(Saved data entries)
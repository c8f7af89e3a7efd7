use std::sync::Arc;

use tracing::{error, info, warn};

use practice_core::Clock;
use practice_core::catalog::Catalog;
use practice_core::model::{EngineSettings, ProfileId, ProgressBook};
use storage::progress::ProgressRepository;
use storage::repository::Storage;

use super::machine::{PracticeSession, SessionEnded};
use super::motivation::learner_name;
use super::view::ProgressReport;
use crate::error::PersistenceError;

/// Loads learner state into sessions and persists it when they end.
///
/// Stored progress is scoped to `namespace`, one per catalog, so the same
/// profile keeps separate books for separate curricula.
#[derive(Clone)]
pub struct PracticeLoopService {
    catalog: Arc<Catalog>,
    settings: EngineSettings,
    clock: Clock,
    progress: ProgressRepository,
}

impl PracticeLoopService {
    #[must_use]
    pub fn new(
        catalog: Arc<Catalog>,
        namespace: &str,
        settings: EngineSettings,
        storage: &Storage,
    ) -> Self {
        Self {
            catalog,
            settings,
            clock: Clock::default(),
            progress: storage.progress(namespace),
        }
    }

    #[must_use]
    pub fn with_clock(mut self, clock: Clock) -> Self {
        self.clock = clock;
        self
    }

    #[must_use]
    pub fn catalog(&self) -> &Catalog {
        &self.catalog
    }

    #[must_use]
    pub fn settings(&self) -> &EngineSettings {
        &self.settings
    }

    /// Build an idle session from the profile's stored progress.
    ///
    /// Missing or corrupt data starts the learner from an empty store.
    pub async fn open_profile(&self, profile: &ProfileId) -> PracticeSession {
        let book = self.load_book(profile).await;
        let previous = self.progress.load_previous_count(profile).await;
        info!(
            profile = %profile,
            categories = book.len(),
            previous,
            "profile opened"
        );

        PracticeSession::new(
            Arc::clone(&self.catalog),
            self.settings.clone(),
            book,
            previous,
        )
        .with_clock(self.clock)
        .with_learner(learner_name(profile.as_str()))
    }

    /// Persist the progress snapshot and the completed count of a finished session.
    ///
    /// Both writes are attempted even if the first fails.
    ///
    /// # Errors
    ///
    /// Returns the first `PersistenceError` encountered.
    pub async fn finish_session(
        &self,
        profile: &ProfileId,
        ended: &SessionEnded,
    ) -> Result<(), PersistenceError> {
        let saved_progress = self.progress.save_progress(profile, ended.progress()).await;
        let saved_count = self
            .progress
            .save_previous_count(profile, ended.summary().questions_completed())
            .await;

        for result in [&saved_progress, &saved_count] {
            if let Err(err) = result {
                error!(profile = %profile, error = %err, "failed to persist session");
            }
        }
        saved_progress?;
        saved_count?;
        info!(
            profile = %profile,
            completed = ended.summary().questions_completed(),
            "session persisted"
        );
        Ok(())
    }

    /// Rows for the home/report view, sorted by display name.
    pub async fn progress_report(&self, profile: &ProfileId) -> ProgressReport {
        let mut book = self.load_book(profile).await;
        book.refresh_names(&self.catalog);
        ProgressReport::from_book(&book)
    }

    async fn load_book(&self, profile: &ProfileId) -> ProgressBook {
        let mut book = self.progress.load_progress(profile).await;
        let dropped = book.retain_known(&self.catalog);
        if dropped > 0 {
            warn!(
                profile = %profile,
                namespace = self.progress.namespace(),
                dropped,
                "ignoring progress for categories outside the catalog"
            );
        }
        book
    }

    /// Forget all stored progress for the profile.
    ///
    /// # Errors
    ///
    /// Returns `PersistenceError::Storage` if the store rejects the removal.
    pub async fn reset_profile(&self, profile: &ProfileId) -> Result<(), PersistenceError> {
        self.progress.reset(profile).await?;
        info!(profile = %profile, "profile progress reset");
        Ok(())
    }
}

**Aim of the task:** Beginning at the top of the entries above, output each line exactly, and end with the line in which "use crate::error::PersistenceError;" appears.

**Finished exercise:**
repository c8f7af89e3a7efd7
use std::sync::Arc;

use tracing::{error, info, warn};

use practice_core::Clock;
use practice_core::catalog::Catalog;
use practice_core::model::{EngineSettings, ProfileId, ProgressBook};
use storage::progress::ProgressRepository;
use storage::repository::Storage;

use super::machine::{PracticeSession, SessionEnded};
use super::motivation::learner_name;
use super::view::ProgressReport;
use crate::error::PersistenceError;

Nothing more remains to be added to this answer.